Perak Industry and Investment Committee Chairman Loh Sze Yee stated that the federal government must re-evaluate the conditions imposed on electric vehicle companies planning to establish factories in the country, according to a media report.
This follows an earlier report by media sources, which stated that the Ministry of Investment, Trade and Industry had imposed terms on BYD for its local completely knocked down (CKD) assembly plans that the company could not accept, prompting a response from the ministry.
Amid claims that the Malaysian federal government had imposed unfavourable conditions on BYD, Johari Abdul Ghani denied the allegations, stating that the new automotive investment conditions are non-discriminatory and apply equally to all high-volume automotive assembly projects, according to media reports
Addressing concerns that BYD's plans to invest in a local assembly plant in Tanjong Malim could be affected, Loh stated that the conditions should be reassessed in line with broader considerations and long-term national interests.
"The Investment, Trade and Industry Ministry's industrial protection policy requires locally assembled BYD vehicles to adhere to an 80:20 export-to-domestic sales ratio," Loh said.
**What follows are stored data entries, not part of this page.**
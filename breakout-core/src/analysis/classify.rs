//! Breakout classification.
//!
//! A day is a breakout when its volume exceeds `volume_threshold_pct` percent
//! of the rolling average AND its daily change is strictly above
//! `price_change_threshold_pct`. Days missing either metric never qualify.

use crate::domain::{Breakout, EnrichedObservation};

use super::params::validate_thresholds;
use super::AnalysisError;

/// Select breakout days, keeping their original indices and order.
pub fn classify(
    series: &[EnrichedObservation],
    volume_threshold_pct: f64,
    price_change_threshold_pct: f64,
) -> Result<Vec<Breakout>, AnalysisError> {
    validate_thresholds(volume_threshold_pct, price_change_threshold_pct)?;

    let volume_multiple = volume_threshold_pct / 100.0;

    Ok(series
        .iter()
        .enumerate()
        .filter(|(_, obs)| is_breakout(obs, volume_multiple, price_change_threshold_pct))
        .map(|(index, obs)| Breakout {
            index,
            observation: obs.clone(),
        })
        .collect())
}

fn is_breakout(obs: &EnrichedObservation, volume_multiple: f64, price_threshold: f64) -> bool {
    match (obs.rolling_avg_volume, obs.daily_pct_change) {
        (Some(avg), Some(change)) => {
            obs.volume() as f64 > volume_multiple * avg && change > price_threshold
        }
        _ => false,
    }
}
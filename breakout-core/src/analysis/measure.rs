//! Forward-return measurement for breakout days.
//!
//! The exit day is found by absolute offset into the full series
//! (`breakout.index + holding_period`), never by position within the
//! breakout subset, which is sparse.

use crate::domain::{Breakout, BreakoutRecord, EnrichedObservation};

use super::params::validate_holding_period;
use super::AnalysisError;

/// Attach a holding-period return to every breakout, one record per input.
pub fn measure(
    full_series: &[EnrichedObservation],
    breakouts: &[Breakout],
    holding_period: usize,
) -> Result<Vec<BreakoutRecord>, AnalysisError> {
    validate_holding_period(holding_period)?;

    breakouts
        .iter()
        .map(|b| {
            let entry = full_series
                .get(b.index)
                .ok_or(AnalysisError::IndexOutOfRange {
                    index: b.index,
                    len: full_series.len(),
                })?;

            let holding_return = b
                .index
                .checked_add(holding_period)
                .and_then(|exit| full_series.get(exit))
                .map(|exit| holding_return(entry.close(), exit.close()));

            Ok(BreakoutRecord {
                index: b.index,
                observation: entry.clone(),
                holding_return,
            })
        })
        .collect()
}

/// `(exit - entry) / entry * 100`.
pub fn holding_return(entry_close: f64, exit_close: f64) -> f64 {
    (exit_close - entry_close) / entry_close * 100.0
}
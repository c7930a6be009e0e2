//! Validated, date-ordered observation series.

use chrono::NaiveDate;
use serde::Serialize;
use thiserror::Error;

use super::Observation;

/// Violations of the series data-model invariants.
#[derive(Debug, Clone, PartialEq, Error)]
pub enum SeriesError {
    #[error("dates must be strictly increasing: index {index} has {current}, previous was {previous}")]
    NonIncreasingDate {
        index: usize,
        previous: NaiveDate,
        current: NaiveDate,
    },

    #[error("close must be a positive finite number: index {index} ({date}) has {close}")]
    InvalidClose {
        index: usize,
        date: NaiveDate,
        close: f64,
    },
}

/// An immutable observation series with strictly increasing dates and
/// positive closes. An empty series is valid.
#[derive(Debug, Clone, Default, PartialEq, Serialize)]
pub struct Series {
    observations: Vec<Observation>,
}

impl Series {
    pub fn new(observations: Vec<Observation>) -> Result<Self, SeriesError> {
        for (i, obs) in observations.iter().enumerate() {
            if !obs.close.is_finite() || obs.close <= 0.0 {
                return Err(SeriesError::InvalidClose {
                    index: i,
                    date: obs.date,
                    close: obs.close,
                });
            }
            if i > 0 && obs.date <= observations[i - 1].date {
                return Err(SeriesError::NonIncreasingDate {
                    index: i,
                    previous: observations[i - 1].date,
                    current: obs.date,
                });
            }
        }
        Ok(Self { observations })
    }

    /// Sort by date and drop repeated dates (first occurrence wins), then validate.
    pub fn from_unordered(mut observations: Vec<Observation>) -> Result<Self, SeriesError> {
        observations.sort_by_key(|o| o.date);
        observations.dedup_by_key(|o| o.date);
        Self::new(observations)
    }

    pub fn observations(&self) -> &[Observation] {
        &self.observations
    }

    pub fn into_inner(self) -> Vec<Observation> {
        self.observations
    }

    pub fn len(&self) -> usize {
        self.observations.len()
    }

    pub fn is_empty(&self) -> bool {
        self.observations.is_empty()
    }

    pub fn first_date(&self) -> Option<NaiveDate> {
        self.observations.first().map(|o| o.date)
    }

    pub fn last_date(&self) -> Option<NaiveDate> {
        self.observations.last().map(|o| o.date)
    }
}
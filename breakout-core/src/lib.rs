//! Breakout Core — domain types, the breakout pipeline, and data providers.
//!
//! This crate contains:
//! - Domain types (observations, enriched observations, breakout records)
//! - Series validation (strictly increasing dates, positive closes)
//! - The three-stage pipeline: enrich → classify → measure
//! - Return statistics over measured breakouts
//! - Data providers (Yahoo Finance, CSV, synthetic)

pub mod analysis;
pub mod data;
pub mod domain;

pub use analysis::{analyze, Analysis, AnalysisError, AnalysisParams, ReturnStats};
pub use domain::{Breakout, BreakoutRecord, EnrichedObservation, Observation, Series};

#[cfg(test)]
mod tests {
    use super::*;

    /// Compile-time check: everything handed across the pipeline is Send + Sync,
    /// so independent securities can be analyzed on separate threads.
    #[allow(dead_code)]
    fn assert_send_sync() {
        fn require_send<T: Send>() {}
        fn require_sync<T: Sync>() {}

        require_send::<Observation>();
        require_sync::<Observation>();
        require_send::<EnrichedObservation>();
        require_sync::<EnrichedObservation>();
        require_send::<Breakout>();
        require_sync::<Breakout>();
        require_send::<BreakoutRecord>();
        require_sync::<BreakoutRecord>();
        require_send::<Series>();
        require_sync::<Series>();
        require_send::<Analysis>();
        require_sync::<Analysis>();
        require_send::<AnalysisParams>();
        require_sync::<AnalysisParams>();
        require_send::<AnalysisError>();
        require_sync::<AnalysisError>();
        require_send::<ReturnStats>();
        require_sync::<ReturnStats>();

        require_send::<data::DataError>();
        require_sync::<data::DataError>();
        require_send::<data::CircuitBreaker>();
        require_sync::<data::CircuitBreaker>();
        require_send::<data::YahooProvider>();
        require_sync::<data::YahooProvider>();
    }

    /// Architecture contract: the return measurer looks up exits in the full
    /// series, so its signature must take the full enriched series alongside
    /// the breakout subset.
    #[test]
    fn measure_takes_full_series_and_subset() {
        fn _check(
            full: &[EnrichedObservation],
            subset: &[Breakout],
        ) -> Result<Vec<BreakoutRecord>, AnalysisError> {
            analysis::measure(full, subset, 1)
        }
    }
}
"In addition, an initial 40% localisation requirement, which entails sourcing components locally, has been set to support the local automotive industry. As a result of these conditions, BYD's plan to establish a CKD assembly plant in Tanjong Malim is now facing uncertainty," he continued.
The chairman further stated that the ministry introduced a new policy framework after BYD had submitted its application to invest in Perak. He further added that the policy was "introduced in a sudden manner, lacking transparency and institutional consultation", and had "disrupted existing plans and affected stakeholder confidence".
"The state government must make it clear that this development has had an impact on the project. It may affect investor confidence and could have long-term implications for Malaysia's overall business environment," Loh said.
He further added that the state of Perak would continue to pursue engagement and mediation within the available timeframe. The relevant authorities must provide a clear and transparent explanation for these policy changes to maintain policy stability and Malaysia's investment credibility.
The Perak state government also reiterated its position that any form of BYD's production presence in Malaysia must remain in Perak, in line with existing agreements and development commitments, while respecting the state's development rights, Loh stated.
"The project must not be relocated to any other state. BYD representatives conducted site visits in Malaysia early last year, with four other states also competing for the investment. Following evaluations, BYD identified a site near the KL-Kepong High-Tech Park in Tanjong Malim as its preferred location," he said.